━━━━━ EXTRACTED ENTRIES
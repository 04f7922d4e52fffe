// Copyright 2022 Webb Technologies Inc.
//
// Licensed under the Apache License, Version 2.0 (the "License");
// you may not use this file except in compliance with the License.
// You may obtain a copy of the License at
//
// http://www.apache.org/licenses/LICENSE-2.0
//
// Unless required by applicable law or agreed to in writing, software
// distributed under the License is distributed on an "AS IS" BASIS,
// WITHOUT WARRANTIES OR CONDITIONS OF ANY KIND, either express or implied.
// See the License for the specific language governing permissions and
// limitations under the License.

//! # Relay Worker 🏃
//!
//! Drives the relay server one block at a time and answers relay requests.
//!
//! [`RelayWorker::tick`] refreshes the gas price and the manager balance,
//! feeds new hub events to the registration manager and, once the server is
//! registered, tops up the workers and replaces stuck transactions. Each tick
//! publishes a fresh [`WorkerSnapshot`] that relay requests are validated
//! against.

use std::sync::Arc;

use hub_relayer_types::relay::{
    PingResponse, RelayTransactionRequest, RelayTransactionResponse,
};
use hub_relayer_utils::metric::Metrics;
use hub_relayer_utils::Result;

/// Gas accounting of relayed calls.
pub mod fees;
mod validation;
mod worker;

pub use worker::{RelayWorker, WorkerSnapshot};

/// What the transport layer needs from the relay server.
#[async_trait::async_trait]
pub trait RelayApi: Send + Sync {
    /// Validates and signs a relay request.
    async fn create_relay_transaction(
        &self,
        request: RelayTransactionRequest,
    ) -> Result<RelayTransactionResponse>;
    /// Addresses and readiness of the server.
    async fn ping(&self) -> Result<PingResponse>;
    fn metrics(&self) -> Arc<Metrics>;
}
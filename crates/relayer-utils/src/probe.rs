// Copyright 2022 Webb Technologies Inc.
//
// Licensed under the Apache License, Version 2.0 (the "License");
// you may not use this file except in compliance with the License.
// You may obtain a copy of the License at
//
// http://www.apache.org/licenses/LICENSE-2.0
//
// Unless required by applicable law or agreed to in writing, software
// distributed under the License is distributed on an "AS IS" BASIS,
// WITHOUT WARRANTIES OR CONDITIONS OF ANY KIND, either express or implied.
// See the License for the specific language governing permissions and
// limitations under the License.

use derive_more::Display;
/// Target for logger
pub const TARGET: &str = "hub_relayer_probe";

/// The Kind of the Probe.
#[derive(Debug, Display, Clone, Copy, PartialEq, Eq, Hash)]
pub enum Kind {
    /// When the Lifecycle of the Relayer changes, like starting or shutting down.
    #[display(fmt = "lifecycle")]
    Lifecycle,
    /// Nonce allocation, signing and broadcasting of transactions.
    #[display(fmt = "tx_manager")]
    TxManager,
    /// Stake, hub authorization and registration updates.
    #[display(fmt = "registration")]
    Registration,
    /// Block ticks of the relay worker.
    #[display(fmt = "worker")]
    Worker,
    /// Incoming relay requests.
    #[display(fmt = "relay_request")]
    RelayRequest,
    /// When the relayer will retry to do something.
    #[display(fmt = "retry")]
    Retry,
}
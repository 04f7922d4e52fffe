// Copyright 2022 Webb Technologies Inc.
//
// Licensed under the Apache License, Version 2.0 (the "License");
// you may not use this file except in compliance with the License.
// You may obtain a copy of the License at
//
// http://www.apache.org/licenses/LICENSE-2.0
//
// Unless required by applicable law or agreed to in writing, software
// distributed under the License is distributed on an "AS IS" BASIS,
// WITHOUT WARRANTIES OR CONDITIONS OF ANY KIND, either express or implied.
// See the License for the specific language governing permissions and
// limitations under the License.


mod info;
mod metric;
mod relay;

pub use info::*;
pub use metric::*;
pub use relay::*;

#[cfg(test)]
pub(crate) mod test_utils {
    use std::sync::atomic::{AtomicBool, Ordering};
    use std::sync::Arc;

    use ethers::types::{Address, Bytes, H256, U256};
    use hub_relayer_types::relay::{
        PingResponse, RelayTransactionRequest, RelayTransactionResponse,
    };
    use hub_relayer_utils::metric::Metrics;
    use hub_relayer_utils::{Error, RelayRequestError, Result};
    use hub_relayer_worker::RelayApi;

    /// Accepts every request while `ready`, rejects them otherwise.
    pub struct StaticApi {
        pub ready: AtomicBool,
        pub metrics: Arc<Metrics>,
    }

    impl StaticApi {
        pub fn new(ready: bool) -> Arc<Self> {
            Arc::new(Self {
                ready: AtomicBool::new(ready),
                metrics: Arc::new(Metrics::new().unwrap()),
            })
        }
    }

    #[async_trait::async_trait]
    impl RelayApi for StaticApi {
        async fn create_relay_transaction(
            &self,
            request: RelayTransactionRequest,
        ) -> Result<RelayTransactionResponse> {
            if !self.ready.load(Ordering::SeqCst) {
                self.metrics.relay_requests_rejected.inc();
                return Err(Error::RelayRequest(RelayRequestError::NotReady(
                    "not registered".into(),
                )));
            }
            self.metrics.relay_requests_accepted.inc();
            Ok(RelayTransactionResponse {
                signed_tx: Bytes::from(vec![0xf8, 0x01]),
                tx_hash: H256::repeat_byte(0x11),
                nonce: request.metadata.relay_max_nonce,
            })
        }

        async fn ping(&self) -> Result<PingResponse> {
            Ok(PingResponse {
                relay_worker_address: Address::repeat_byte(0x01),
                relay_manager_address: Address::repeat_byte(0x02),
                relay_hub_address: Address::repeat_byte(0x03),
                owner_address: None,
                min_gas_price: U256::from(1_000_000_000u64),
                max_acceptance_budget: U256::from(285_252u64),
                chain_id: 1337,
                ready: self.ready.load(Ordering::SeqCst),
                version: "0.1.0".into(),
            })
        }

        fn metrics(&self) -> Arc<Metrics> {
            self.metrics.clone()
        }
    }
}
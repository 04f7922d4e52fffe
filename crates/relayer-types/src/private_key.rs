// Copyright 2022 Webb Technologies Inc.
//
// Licensed under the Apache License, Version 2.0 (the "License");
// you may not use this file except in compliance with the License.
// You may obtain a copy of the License at
//
// http://www.apache.org/licenses/LICENSE-2.0
//
// Unless required by applicable law or agreed to in writing, software
// distributed under the License is distributed on an "AS IS" BASIS,
// WITHOUT WARRANTIES OR CONDITIONS OF ANY KIND, either express or implied.
// See the License for the specific language governing permissions and
// limitations under the License.

use std::str::FromStr;

use ethers::signers::LocalWallet;
use ethers::types::H256;
use serde::Deserialize;

/// PrivateKey represents a private key.
///
/// Deserialized from a `0x` prefixed 32 bytes hex string or from `$ENV_VAR`
/// holding one. Never printed.
#[derive(Clone)]
pub struct PrivateKey(H256);

impl PrivateKey {
    /// Builds the wallet signing with this key.
    pub fn to_wallet(
        &self,
    ) -> Result<LocalWallet, ethers::signers::WalletError> {
        LocalWallet::from_bytes(self.0.as_bytes())
    }

    fn parse(value: &str) -> Result<H256, String> {
        if !value.starts_with("0x") {
            return Err(format!(
                "expected a 0x prefixed hex string, got {} chars",
                value.len()
            ));
        }
        H256::from_str(value).map_err(|e| {
            format!(
                "{e}\n got {} chars but expected a 66 chars string (including the 0x prefix)",
                value.len()
            )
        })
    }
}

impl std::fmt::Debug for PrivateKey {
    fn fmt(&self, f: &mut std::fmt::Formatter<'_>) -> std::fmt::Result {
        f.debug_tuple("PrivateKey").finish()
    }
}

impl From<H256> for PrivateKey {
    fn from(secret: H256) -> Self {
        PrivateKey(secret)
    }
}

impl<'de> Deserialize<'de> for PrivateKey {
    fn deserialize<D>(deserializer: D) -> Result<Self, D::Error>
    where
        D: serde::Deserializer<'de>,
    {
        struct PrivateKeyVistor;
        impl<'de> serde::de::Visitor<'de> for PrivateKeyVistor {
            type Value = H256;

            fn expecting(
                &self,
                formatter: &mut std::fmt::Formatter,
            ) -> std::fmt::Result {
                formatter.write_str(
                    "hex string or an env var containing a hex string in it",
                )
            }

            fn visit_str<E>(self, value: &str) -> Result<Self::Value, E>
            where
                E: serde::de::Error,
            {
                let value = crate::from_env_or_literal(value)
                    .map_err(serde::de::Error::custom)?;
                PrivateKey::parse(&value).map_err(serde::de::Error::custom)
            }
        }

        let secret = deserializer.deserialize_str(PrivateKeyVistor)?;
        Ok(Self(secret))
    }
}

#[cfg(test)]
mod tests {
    use ethers::signers::Signer;

    use super::*;

    const KEY: &str =
        "0x8db55b05db86c0b1786ca49f095d76344c9e6056b2f02701a7e7f3c20aabfd91";

    #[test]
    fn loads_hex_and_env() {
        let key: PrivateKey =
            serde_json::from_str(&format!("\"{KEY}\"")).unwrap();
        std::env::set_var("HUB_RELAYER_TEST_KEY", KEY);
        let from_env: PrivateKey =
            serde_json::from_str("\"$HUB_RELAYER_TEST_KEY\"").unwrap();
        assert_eq!(
            key.to_wallet().unwrap().address(),
            from_env.to_wallet().unwrap().address()
        );
        assert_eq!(format!("{key:?}"), "PrivateKey");
    }

    #[test]
    fn rejects_short_keys() {
        assert!(serde_json::from_str::<PrivateKey>("\"0x1234\"").is_err());
        assert!(serde_json::from_str::<PrivateKey>("\"abandon\"").is_err());
    }
}
// Copyright 2022 Webb Technologies Inc.
//
// Licensed under the Apache License, Version 2.0 (the "License");
// you may not use this file except in compliance with the License.
// You may obtain a copy of the License at
//
// http://www.apache.org/licenses/LICENSE-2.0
//
// Unless required by applicable law or agreed to in writing, software
// distributed under the License is distributed on an "AS IS" BASIS,
// WITHOUT WARRANTIES OR CONDITIONS OF ANY KIND, either express or implied.
// See the License for the specific language governing permissions and
// limitations under the License.

use ethers::types::{Address, Bytes, H256, U256};
use serde::{Deserialize, Serialize};

use crate::Identity;

/// The business operation that produced a transaction.
#[derive(Debug, Clone, Copy, PartialEq, Eq, Hash, Serialize, Deserialize)]
#[serde(rename_all = "kebab-case")]
pub enum ServerAction {
    /// `registerRelayServer` on the relay hub.
    RegisterServer,
    /// `addRelayWorkers` on the relay hub.
    AddWorker,
    /// `relayCall` on the relay hub, on behalf of a client.
    RelayCall,
    /// Plain value transfer, e.g. worker top-up or fund withdrawal.
    ValueTransfer,
    /// `withdraw` of the manager's balance held by the relay hub.
    HubWithdraw,
    /// Penalization of a misbehaving relay.
    Penalization,
}

impl std::fmt::Display for ServerAction {
    fn fmt(&self, f: &mut std::fmt::Formatter<'_>) -> std::fmt::Result {
        let name = match self {
            ServerAction::RegisterServer => "register-server",
            ServerAction::AddWorker => "add-worker",
            ServerAction::RelayCall => "relay-call",
            ServerAction::ValueTransfer => "value-transfer",
            ServerAction::HubWithdraw => "hub-withdraw",
            ServerAction::Penalization => "penalization",
        };
        f.write_str(name)
    }
}

/// A transaction signed by the relayer, as kept in the transaction store.
///
/// At most one record exists per `(from, nonce)`.
#[derive(Debug, Clone, PartialEq, Eq, Serialize, Deserialize)]
#[serde(rename_all = "camelCase")]
pub struct StoredTransaction {
    /// Keccak-256 hash of the signed payload.
    pub id: H256,
    /// The identity that signed it.
    pub identity: Identity,
    /// Address of `identity`.
    pub from: Address,
    pub to: Address,
    pub value: U256,
    pub gas_limit: U256,
    pub gas_price: U256,
    pub data: Bytes,
    pub nonce: u64,
    /// 1 for the first broadcast, incremented on every replacement.
    pub attempts: u32,
    pub action: ServerAction,
    /// Block at which this version of the transaction was persisted.
    pub creation_block: u64,
    /// First block at which the nonce was seen consumed on chain.
    pub mined_block: Option<u64>,
}

impl StoredTransaction {
    /// Whether the transaction was observed mined.
    pub fn is_mined(&self) -> bool {
        self.mined_block.is_some()
    }

    /// Whether the transaction waited for at least `timeout` blocks since it
    /// was last (re)persisted.
    pub fn is_stuck(&self, current_block: u64, timeout: u64) -> bool {
        !self.is_mined()
            && current_block.saturating_sub(self.creation_block) >= timeout
    }
}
━━━━━━━━━━
*WORK INSTRUCTION*
Look for the word "PrivateKeyVistor" in the listing above, and copy every line where you find it.

*ANSWER TO THIS PROBLEM*
        struct PrivateKeyVistor;
        impl<'de> serde::de::Visitor<'de> for PrivateKeyVistor {
        let secret = deserializer.deserialize_str(PrivateKeyVistor)?;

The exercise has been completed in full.